Chloramphenicol, 500 mg four times daily, taken as a prophylactic after exposure to possible infection, and continued for four days, might be a ‘do it yourself’ form of medication in time of war but, on rare occasions, it can cause lethal side effects later. Erythromycin or tetracycline are alternatives, though probably less efficient. It is possible that war anthrax bacteria have been made resistant to many antibiotics. Consequently wartime or terrorist anthrax strains have to be quickly investigated and their antibiotic sensitivity announced publically. The cheapest antibiotic might well be the most efficient and widespread use of the more expensive drugs would quickly bankrupt the treasury.
There will not be enough vaccine to immunize the civilian population in time of war.
Anthrax spores are killed by contact with a two per cent solution of household bleach within five minutes. A 10 per cent solution of commercial formalin, applied as a spray, is also effective. Untreated anthrax spores remain viable in soil and vegetation for years. The use of anthrax by an enemy, in whatever form it is applied, is more to render an area, or a building, unusable for long periods of time than it is to kill the civilian population. Spreading panic is another reason for its use.
It is easy to use anthrax as a terrorist or warfare agent. Once having obtained the bacterium, through the post, from the National Collection of Type Cultures, or from an animal dead of anthrax, it is cultured in meat broth. Within 24 hours bacterial counts of 100 million per millilitre can be obtained.
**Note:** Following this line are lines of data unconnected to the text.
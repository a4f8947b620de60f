use std::fmt::Write as _;

/// Formats a number for an SVG attribute: no `-0`, no float noise, `0` for non-finite input.
pub(crate) fn fmt_into(out: &mut String, v: f64) {
    let _ = write!(out, "{}", FmtDisplay(v));
}

#[derive(Debug, Clone, Copy)]
pub(crate) struct FmtDisplay(pub(crate) f64);

impl std::fmt::Display for FmtDisplay {
    fn fmt(&self, f: &mut std::fmt::Formatter<'_>) -> std::fmt::Result {
        let mut v = self.0;
        if !v.is_finite() {
            return f.write_str("0");
        }
        if v.abs() < 1e-9 {
            v = 0.0;
        }
        let nearest = v.round();
        if (v - nearest).abs() < 1e-6 {
            v = nearest;
        }
        if v == 0.0 {
            v = 0.0;
        }
        write!(f, "{v}")
    }
}

/// Escapes text content and attribute values.
pub(crate) fn escape_xml_into(out: &mut String, text: &str) {
    let mut start = 0usize;
    for (i, b) in text.bytes().enumerate() {
        let esc = match b {
            b'&' => "&amp;",
            b'<' => "&lt;",
            b'>' => "&gt;",
            b'"' => "&quot;",
            b'\'' => "&#39;",
            _ => continue,
        };
        out.push_str(&text[start..i]);
        out.push_str(esc);
        start = i + 1;
    }
    out.push_str(&text[start..]);
}
use super::writer::IngestSummary;
use super::IngestError;
use crate::server::metrics;
use axum::body::Bytes;
use tokio::sync::mpsc::{self, error::TrySendError};
use tokio::sync::oneshot;
use uuid::Uuid;

pub type IngestResult = Result<IngestSummary, IngestError>;

/// A raw request body waiting for the writer, with the channel its outcome
/// is reported on.
pub struct WriteRequest {
    pub id: Uuid,
    pub body: Bytes,
    pub reply: oneshot::Sender<IngestResult>,
}

/// Producer side of the ingest queue. Cheap to clone, one per request handler.
#[derive(Clone)]
pub struct IngestQueue {
    sender: mpsc::Sender<WriteRequest>,
}

/// Creates a bounded queue. `capacity` must be at least 1.
pub fn create_ingest_queue(capacity: usize) -> (IngestQueue, mpsc::Receiver<WriteRequest>) {
    let (sender, receiver) = mpsc::channel(capacity);
    (IngestQueue { sender }, receiver)
}

impl IngestQueue {
    /// Enqueues `body` without waiting. A full queue is reported back as
    /// [`IngestError::QueueFull`] instead of blocking the caller.
    pub fn enqueue(&self, body: Bytes) -> Result<oneshot::Receiver<IngestResult>, IngestError> {
        let (reply, outcome) = oneshot::channel();
        let request = WriteRequest {
            id: Uuid::new_v4(),
            body,
            reply,
        };
        match self.sender.try_send(request) {
            Ok(()) => Ok(outcome),
            Err(TrySendError::Full(_)) => {
                metrics::record_queue_rejection();
                Err(IngestError::QueueFull)
            }
            Err(TrySendError::Closed(_)) => Err(IngestError::WriterStopped),
        }
    }

    /// Enqueues `body` and waits for the writer to process it.
    pub async fn submit(&self, body: Bytes) -> IngestResult {
        let outcome = self.enqueue(body)?;
        outcome.await.map_err(|_| IngestError::WriterStopped)?
    }
}

#[cfg(test)]
mod tests {
    use super::*;

    #[tokio::test]
    async fn full_queue_rejects_instead_of_blocking() {
        let (queue, _receiver) = create_ingest_queue(1);

        let _pending = queue.enqueue(Bytes::from_static(b"{}")).unwrap();

        let rejected = queue.enqueue(Bytes::from_static(b"{}"));
        assert!(matches!(rejected, Err(IngestError::QueueFull)));
    }

    #[tokio::test]
    async fn closed_queue_reports_stopped_writer() {
        let (queue, receiver) = create_ingest_queue(4);
        drop(receiver);

        let result = queue.submit(Bytes::from_static(b"{}")).await;
        assert!(matches!(result, Err(IngestError::WriterStopped)));
    }

    #[tokio::test]
    async fn dropped_request_reports_stopped_writer() {
        let (queue, mut receiver) = create_ingest_queue(4);

        let consumer = tokio::spawn(async move {
            // Take the request and drop it without answering
            let request = receiver.recv().await.unwrap();
            assert_eq!(&request.body[..], b"payload");
        });

        let result = queue.submit(Bytes::from_static(b"payload")).await;
        consumer.await.unwrap();
        assert!(matches!(result, Err(IngestError::WriterStopped)));
    }
}
//! getstats server library
//!
//! Exposes the internal modules for the binary and the integration tests.

pub mod config;
pub mod ingest;
pub mod server;
pub mod sqlite_persistence;
pub mod stats_store;

// Re-export commonly used types for convenience
pub use ingest::{IngestQueue, IngestStats, WriterOptions};
pub use server::{run_server, RequestsLoggingLevel, ServerConfig};
pub use stats_store::{open_stats_db, STATS_TABLE};
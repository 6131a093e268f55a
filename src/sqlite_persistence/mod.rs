mod versioned_schema;

pub use versioned_schema::{
    Column, SqlType, Table, VersionedSchema, BASE_DB_VERSION, DEFAULT_TIMESTAMP,
};
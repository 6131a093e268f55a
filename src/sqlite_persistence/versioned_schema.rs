use anyhow::{bail, Result};
use rusqlite::{params, types::Type, Connection};

pub const DEFAULT_TIMESTAMP: &str = "(datetime('now'))";

#[macro_export]
macro_rules! sqlite_column {
    ($name:expr, $sql_type:expr $(, $field:ident = $value:expr)*) => {
        {
            // Only mutated when optional field assignments are passed (e.g. `non_null = true`)
            #[allow(unused_mut)]
            let mut column = Column {
                name: $name,
                sql_type: $sql_type,
                is_primary_key: false,
                non_null: false,
                default_value: None,
            };
            $(
                column.$field = $value;
            )*
            column
        }
    };
}

/// Storage classes a column can be declared with.
///
/// `Blob` doubles as the "none" affinity: a column first seen with a NULL value
/// is declared BLOB so SQLite stores whatever comes later without coercion.
#[derive(Debug, Clone, Copy, PartialEq, Eq, Hash)]
pub enum SqlType {
    Text,
    Integer,
    Real,
    Blob,
}

impl SqlType {
    pub fn as_sql(&self) -> &'static str {
        match self {
            SqlType::Text => "TEXT",
            SqlType::Integer => "INTEGER",
            SqlType::Real => "REAL",
            SqlType::Blob => "BLOB",
        }
    }

    /// Parses a declared column type as reported by `PRAGMA table_info`.
    pub fn from_declared(declared: &str) -> Option<SqlType> {
        match declared.to_ascii_uppercase().as_str() {
            "TEXT" => Some(SqlType::Text),
            "INTEGER" => Some(SqlType::Integer),
            "REAL" => Some(SqlType::Real),
            "BLOB" | "" => Some(SqlType::Blob),
            _ => None,
        }
    }

    /// Maps the result of SQLite's `typeof()` to a column type.
    pub fn from_typeof(storage_class: &str) -> SqlType {
        match storage_class {
            "integer" => SqlType::Integer,
            "real" => SqlType::Real,
            "text" => SqlType::Text,
            _ => SqlType::Blob,
        }
    }
}

impl std::fmt::Display for SqlType {
    fn fmt(&self, f: &mut std::fmt::Formatter<'_>) -> std::fmt::Result {
        f.write_str(self.as_sql())
    }
}

pub struct Column<'a, S: AsRef<str>> {
    pub name: S,
    pub sql_type: &'a SqlType,
    pub is_primary_key: bool,
    pub non_null: bool,
    pub default_value: Option<S>,
}

pub struct Table {
    pub name: &'static str,
    pub columns: &'static [Column<'static, &'static str>],
    pub indices: &'static [(&'static str, &'static str)],
    /// Columns may be appended at runtime. Validation only checks the
    /// declared columns, which must come first.
    pub extensible: bool,
}

impl Table {
    pub fn create(&self, conn: &Connection) -> Result<()> {
        let mut create_sql = format!("CREATE TABLE \"{}\" (", self.name);
        for (column_index, column) in self.columns.iter().enumerate() {
            if column_index > 0 {
                create_sql.push_str(", ");
            }
            create_sql.push_str(&format!(
                "\"{}\" {}",
                column.name,
                column.sql_type.as_sql()
            ));
            if column.is_primary_key {
                create_sql.push_str(" PRIMARY KEY");
            }
            if column.non_null {
                create_sql.push_str(" NOT NULL");
            }
            if let Some(default_value) = column.default_value {
                create_sql.push_str(&format!(" DEFAULT {}", default_value));
            }
        }
        create_sql.push_str(");");
        conn.execute(&create_sql, params![])?;

        for (index_name, column_name) in self.indices {
            conn.execute(
                &format!(
                    "CREATE INDEX {} ON \"{}\"({});",
                    index_name, self.name, column_name
                ),
                params![],
            )?;
        }
        Ok(())
    }

    pub fn validate(&self, conn: &Connection) -> Result<()> {
        let mut stmt = conn.prepare(&format!("PRAGMA table_info(\"{}\");", self.name))?;
        let actual_columns: Vec<Result<Column<'_, String>, rusqlite::Error>> = stmt
            .query_map(params![], |row| {
                let name = row.get::<usize, String>(1)?;
                let sql_type = match row.get::<_, String>(2)?.as_str() {
                    "TEXT" => &SqlType::Text,
                    "INTEGER" => &SqlType::Integer,
                    "REAL" => &SqlType::Real,
                    "BLOB" => &SqlType::Blob,
                    _ => {
                        return Err(rusqlite::Error::InvalidColumnType(
                            2,
                            "".to_string(),
                            Type::Text,
                        ))
                    }
                };

                Ok(Column {
                    name,
                    sql_type,
                    non_null: row.get::<_, i32>(3)? == 1,
                    default_value: row.get::<_, Option<String>>(4)?,
                    is_primary_key: row.get::<_, i32>(5)? == 1,
                })
            })?
            .collect();

        if actual_columns.is_empty() {
            bail!("Table {} does not exist", self.name);
        }

        let column_count_ok = if self.extensible {
            actual_columns.len() >= self.columns.len()
        } else {
            actual_columns.len() == self.columns.len()
        };
        if !column_count_ok {
            bail!(
                "Table {} has {} columns, expected {}{}. Found column names: {}, expected: {}",
                self.name,
                actual_columns.len(),
                if self.extensible { "at least " } else { "" },
                self.columns.len(),
                actual_columns
                    .iter()
                    .filter_map(|c| c.as_ref().ok().map(|column| column.name.clone()))
                    .collect::<Vec<String>>()
                    .join(", "),
                self.columns
                    .iter()
                    .map(|c| c.name)
                    .collect::<Vec<_>>()
                    .join(", ")
            );
        }

        for (actual_column_result, expected_column) in
            actual_columns.iter().zip(self.columns.iter())
        {
            let actual_column = match actual_column_result {
                Ok(column) => column,
                Err(e) => bail!("Error reading column: {:?}", e),
            };
            if actual_column.name != expected_column.name {
                bail!(
                    "Table {} Column name mismatch: expected {}, got {}",
                    self.name,
                    expected_column.name,
                    actual_column.name
                );
            }
            if actual_column.sql_type != expected_column.sql_type {
                bail!(
                    "Table {} Column {} type mismatch: expected {:?}, got {:?}",
                    self.name,
                    expected_column.name,
                    expected_column.sql_type,
                    actual_column.sql_type
                );
            }
            if actual_column.non_null != expected_column.non_null {
                bail!(
                    "Table {} Column {} non-null mismatch: expected {}, got {}",
                    self.name,
                    expected_column.name,
                    expected_column.non_null,
                    actual_column.non_null
                );
            }

            // Default values might be wrapped in parentheses, so we strip them before comparing
            if actual_column
                .default_value
                .as_ref()
                .map(strip_leading_and_trailing_parentheses)
                != expected_column
                    .default_value
                    .map(strip_leading_and_trailing_parentheses)
            {
                bail!(
                    "Table {} Column {} default value mismatch: expected {:?}, got {:?}",
                    self.name,
                    expected_column.name,
                    expected_column.default_value,
                    actual_column.default_value
                );
            }
            if actual_column.is_primary_key != expected_column.is_primary_key {
                bail!(
                    "Table {} Column {} primary key mismatch: expected {}, got {}",
                    self.name,
                    expected_column.name,
                    expected_column.is_primary_key,
                    actual_column.is_primary_key
                );
            }
        }

        for (index_name, _columns) in self.indices {
            let index_exists: bool = conn
                .query_row(
                    "SELECT 1 FROM sqlite_master WHERE type='index' AND name=?1 AND tbl_name=?2",
                    params![index_name, self.name],
                    |_| Ok(true),
                )
                .unwrap_or(false);

            if !index_exists {
                bail!("Table {} is missing index '{}'", self.name, index_name);
            }
        }
        Ok(())
    }
}

pub struct VersionedSchema {
    pub version: usize,
    pub tables: &'static [Table],
    pub migration: Option<fn(&Connection) -> Result<()>>,
}

fn strip_leading_and_trailing_parentheses<S: AsRef<str>>(s: S) -> String {
    let s = s.as_ref();
    if s.starts_with('(') && s.ends_with(')') {
        s[1..s.len() - 1].to_string()
    } else {
        s.to_string()
    }
}

impl VersionedSchema {
    pub fn create(&self, conn: &Connection) -> Result<()> {
        for table in self.tables {
            table.create(conn)?;
        }
        conn.execute(
            &format!("PRAGMA user_version = {}", BASE_DB_VERSION + self.version),
            [],
        )?;
        Ok(())
    }

    pub fn validate(&self, conn: &Connection) -> Result<()> {
        for table in self.tables {
            table.validate(conn)?;
        }
        Ok(())
    }
}

pub const BASE_DB_VERSION: usize = 99999;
The average lethal dose, by inhalation, is between 5 and 100 organisms for a fully virulent strain.. In other words a two ounce bottle is enough to wipe out the population of the UK, but only if the anthrax can reach its victims. Anthrax is not normally spread from patient to patient. It would need to be used where many people congregate together. In the Metro an air spray would be pushed from one station to another by the trains. Most large buildings have air conditioning and, while sprayed organisms might be caught in the water spray or removed by the dust filters, most would get through and contaminate staff and visitors alike. Putting the culture into the inspection ports in the ducts would be even more effective.
It was thought that terrorists would probably use spray canisters. Large amounts of spray can be generated if dried spores are used to replace the powder in a dry powder fire extinguisher.
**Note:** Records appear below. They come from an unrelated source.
pub mod config;
mod http_layers;
pub mod metrics;
pub mod server;
pub mod state;

pub use config::ServerConfig;
pub use http_layers::*;
pub use server::run_server;
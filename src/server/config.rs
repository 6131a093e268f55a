use super::RequestsLoggingLevel;

#[derive(Clone, Debug)]
pub struct ServerConfig {
    pub requests_logging_level: RequestsLoggingLevel,
    pub host: String,
    pub port: u16,
    /// Port of the Prometheus listener, 0 disables it.
    pub metrics_port: u16,
}

impl Default for ServerConfig {
    fn default() -> Self {
        ServerConfig {
            requests_logging_level: RequestsLoggingLevel::Path,
            host: "0.0.0.0".to_string(),
            port: 8080,
            metrics_port: 9091,
        }
    }
}

impl ServerConfig {
    pub fn listen_addr(&self) -> String {
        format!("{}:{}", self.host, self.port)
    }

    pub fn metrics_addr(&self) -> Option<String> {
        (self.metrics_port != 0).then(|| format!("{}:{}", self.host, self.metrics_port))
    }
}
use std::process::Command;

fn main() {
    // Container builds have no .git, they pass the hash in instead
    println!("cargo:rerun-if-env-changed=GETSTATS_GIT_HASH");
    let git_hash = std::env::var("GETSTATS_GIT_HASH")
        .ok()
        .filter(|hash| !hash.is_empty())
        .or_else(short_git_hash)
        .unwrap_or_else(|| "unknown".to_string());

    println!("cargo:rustc-env=GIT_HASH={}", git_hash);

    println!("cargo:rerun-if-changed=.git/HEAD");
    println!("cargo:rerun-if-changed=.git/refs/heads/");
}

fn short_git_hash() -> Option<String> {
    let output = Command::new("git")
        .args(["rev-parse", "--short", "HEAD"])
        .output()
        .ok()?;
    if !output.status.success() {
        return None;
    }
    String::from_utf8(output.stdout)
        .ok()
        .map(|s| s.trim().to_string())
}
The use of volatile powders impregnated with anthrax, or of powdered dried anthrax spore precipitate, makes for an easy and cheap method of dissemination with minimal risk to the person spreading the disease.
Rapid detection of a biological attack is available to the military, using the biological integrated detection system which detects ATP (adenosine triphosphate). Confirmation of anthrax is made by flow cytometry and specific antibody tests – non of which are available in general hospitals. Reliance has to be made on the scientists at research centres and, more specifically in the UK, on Porton or, in the US, on Fort Dietrick.
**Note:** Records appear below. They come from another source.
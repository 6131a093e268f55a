use super::identifier::{ColumnName, IdentifierError};
use serde::Deserialize;
use serde_json::{Map, Value};
use std::collections::HashSet;

/// Separator used when an array value is flattened into a single cell.
pub const ARRAY_SEPARATOR: &str = ",";

/// Body of an ingest request.
#[derive(Debug, Deserialize)]
pub struct Payload {
    #[serde(rename = "PCID")]
    pub connection_id: String,
    #[serde(rename = "Reports")]
    pub reports: Map<String, Value>,
}

/// A report flattened into column/value pairs, ready for the writer.
#[derive(Debug, Default)]
pub struct ReportRow {
    pub fields: Vec<(ColumnName, Option<String>)>,
    /// Fields that could not be mapped to a column.
    pub dropped: Vec<IdentifierError>,
}

impl ReportRow {
    /// Flattens one report body. Returns `None` when the body is not an object.
    pub fn from_report(body: &Value) -> Option<Self> {
        let object = body.as_object()?;
        let mut row = ReportRow::default();
        let mut seen = HashSet::with_capacity(object.len());

        for (raw_name, value) in object {
            let name = match ColumnName::from_field(raw_name) {
                Ok(name) => name,
                Err(err) => {
                    row.dropped.push(err);
                    continue;
                }
            };
            if !seen.insert(name.key()) {
                row.dropped.push(IdentifierError::Duplicate {
                    raw: raw_name.clone(),
                    name: name.to_string(),
                });
                continue;
            }
            row.fields.push((name, stringify(value)));
        }
        Some(row)
    }
}

/// Renders a JSON value the way it is bound into the table.
///
/// The same logical value always renders the same way: `3` and `"3"` both
/// become `3`. Booleans become `1`/`0` and JSON null is SQL NULL.
pub fn stringify(value: &Value) -> Option<String> {
    match value {
        Value::Null => None,
        Value::Array(items) => Some(
            items
                .iter()
                .map(|item| stringify(item).unwrap_or_default())
                .collect::<Vec<_>>()
                .join(ARRAY_SEPARATOR),
        ),
        Value::Bool(flag) => Some(if *flag { "1" } else { "0" }.to_string()),
        Value::Number(number) => Some(number.to_string()),
        Value::String(text) => Some(text.clone()),
        Value::Object(_) => Some(value.to_string()),
    }
}

#[cfg(test)]
mod tests {
    use super::*;
    use serde_json::json;

    #[test]
    fn decodes_payload() {
        let payload: Payload = serde_json::from_str(
            r#"{"PCID":"1","Reports":{"r1":{"type":"codec","clockRate":90000}}}"#,
        )
        .unwrap();
        assert_eq!(payload.connection_id, "1");
        assert_eq!(payload.reports.len(), 1);
        assert!(payload.reports["r1"].is_object());
    }

    #[test]
    fn rejects_payload_without_pcid() {
        assert!(serde_json::from_str::<Payload>(r#"{"Reports":{}}"#).is_err());
        assert!(serde_json::from_str::<Payload>(r#"{"PCID":1,"Reports":{}}"#).is_err());
        assert!(serde_json::from_str::<Payload>(r#"{"PCID":"1"}"#).is_err());
    }

    #[test]
    fn stringify_is_uniform() {
        assert_eq!(stringify(&json!(3)), Some("3".to_string()));
        assert_eq!(stringify(&json!("3")), Some("3".to_string()));
        assert_eq!(stringify(&json!(1.5)), Some("1.5".to_string()));
        assert_eq!(stringify(&json!(true)), Some("1".to_string()));
        assert_eq!(stringify(&json!(false)), Some("0".to_string()));
        assert_eq!(stringify(&json!(null)), None);
        assert_eq!(stringify(&json!("")), Some("".to_string()));
    }

    #[test]
    fn stringify_flattens_arrays() {
        assert_eq!(
            stringify(&json!(["a", "b", 3])),
            Some("a,b,3".to_string())
        );
        assert_eq!(stringify(&json!([1, null, 2])), Some("1,,2".to_string()));
        assert_eq!(stringify(&json!([])), Some("".to_string()));
    }

    #[test]
    fn stringify_keeps_objects_as_json() {
        assert_eq!(
            stringify(&json!({"a": 1})),
            Some(r#"{"a":1}"#.to_string())
        );
    }

    #[test]
    fn report_row_maps_fields() {
        let row = ReportRow::from_report(&json!({
            "type": "inbound-rtp",
            "packets_lost": 3,
            "codecs": ["opus", "vp8"],
        }))
        .unwrap();

        let fields: Vec<(&str, Option<&str>)> = row
            .fields
            .iter()
            .map(|(name, value)| (name.as_str(), value.as_deref()))
            .collect();
        assert!(fields.contains(&("type", Some("inbound-rtp"))));
        assert!(fields.contains(&("packetslost", Some("3"))));
        assert!(fields.contains(&("codecs", Some("opus,vp8"))));
        assert!(row.dropped.is_empty());
    }

    #[test]
    fn report_row_drops_unusable_and_colliding_fields() {
        let row = ReportRow::from_report(&json!({
            "a_b": 1,
            "ab": 2,
            "AB": 3,
            "???": 4,
            "pcid": "spoofed",
        }))
        .unwrap();

        assert_eq!(row.fields.len(), 1);
        assert_eq!(row.dropped.len(), 4);
        let kinds: Vec<_> = row.dropped.iter().map(|e| e.kind()).collect();
        assert_eq!(kinds.iter().filter(|k| **k == "duplicate").count(), 2);
        assert!(kinds.contains(&"empty"));
        assert!(kinds.contains(&"reserved"));
    }

    #[test]
    fn first_colliding_field_in_document_order_wins() {
        let report: Value = serde_json::from_str(r#"{"a_b":1,"AB":2}"#).unwrap();
        let row = ReportRow::from_report(&report).unwrap();

        assert_eq!(row.fields.len(), 1);
        assert_eq!(row.fields[0].0.as_str(), "ab");
        assert_eq!(row.fields[0].1.as_deref(), Some("1"));
        assert_eq!(row.dropped.len(), 1);
        assert_eq!(row.dropped[0].kind(), "duplicate");
        assert!(row.dropped[0].to_string().contains("AB"));
    }

    #[test]
    fn report_row_requires_object() {
        assert!(ReportRow::from_report(&json!([1, 2])).is_none());
        assert!(ReportRow::from_report(&json!("text")).is_none());
    }
}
Following exposure there is little one can do apart from :-
Evacuate the area after turning off the ducted air vents. However, if you have a respirator put it on and, wearing rubber gloves, mop up all spills of fluids and powders with swabs soaked in 2 per cent household bleach, but make sure a swab, or sample, has been taken of the potentially infective material beforehand. Have somebody notify the local authority.
Strip off all clothes and shower – washing well with soap and rinsing it off. The use of ‘antiseptic soaps’ will result in a sense of false security.
Prior to showering pack all clothes in plastic bags for treatment with formaldehyde. These clothes will then need washing before re-use.
By this time the local authority should have responded and they should know what treatment, if any, is needed. In the words of Corporal Jones – don’t panic.